In a statewide study of 10 North Carolina hospitals, we found that harm resulting from medical care was common, with little evidence that the rate of harm had decreased substantially over a 6-year period ending in December 2007. Although there was a modest reduction in the rate of preventable harms on the basis of external reviews, the reduction did not reach statistical significance in adjusted analyses. This apparent reduction was not substantiated by the internal reviews, which by all measures were of higher quality than the external reviews (i.e., higher within-team reliability at both primary and secondary review stages and higher agreement with experienced reviewers).

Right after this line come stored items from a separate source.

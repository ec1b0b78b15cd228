//! Host-side driving of a game session
//!
//! The rule engine in `color-tetris-core` only says *when* things should
//! happen. This crate supplies the pieces a host needs to make them happen:
//!
//! - [`config`]: settings from `COLOR_TETRIS_*` environment variables
//! - [`ticker`]: a deadline scheduler that follows the session's timer plan,
//!   restarting gravity when the drop interval changes or a new game starts
//! - [`event_log`]: a JSON-lines log of game events written on a tokio task
//!
//! # Example
//!
//! ```
//! use std::time::{Duration, Instant};
//!
//! use color_tetris_core::GameSession;
//! use color_tetris_driver::{drive, TickDriver};
//!
//! let mut session = GameSession::new(7);
//! let mut driver = TickDriver::new();
//! let t0 = Instant::now();
//!
//! drive(&mut session, &mut driver, t0);
//! let y0 = session.active().unwrap().y;
//!
//! // One gravity period later the piece has fallen a row.
//! drive(&mut session, &mut driver, t0 + Duration::from_millis(1000));
//! assert_eq!(session.active().unwrap().y, y0 + 1);
//! ```

pub mod config;
pub mod event_log;
pub mod ticker;

pub use color_tetris_core as core;
pub use color_tetris_types as types;

pub use config::{ConfigError, DriverConfig};
pub use event_log::{EventLog, EventRecord};
pub use ticker::{drive, TickDriver};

Our findings validate concern raised by patient-safety experts in the United States and Europe that harm resulting from medical care remains very common. Though disappointing, the absence of apparent improvement is not entirely surprising. Despite substantial resource allocation and efforts to draw attention to the patient-safety epidemic on the part of government agencies, health care regulators, and private organizations, the penetration of evidence-based safety practices has been quite modest. For example, only 1.5% of hospitals in the United States have implemented a comprehensive system of electronic medical records, and only 9.1% have even basic electronic record keeping in place; only 17% have computerized provider order entry. Physicians-in-training and nurses alike routinely work hours in excess of those proven to be safe. Compliance with even simple interventions such as hand washing is poor in many centers.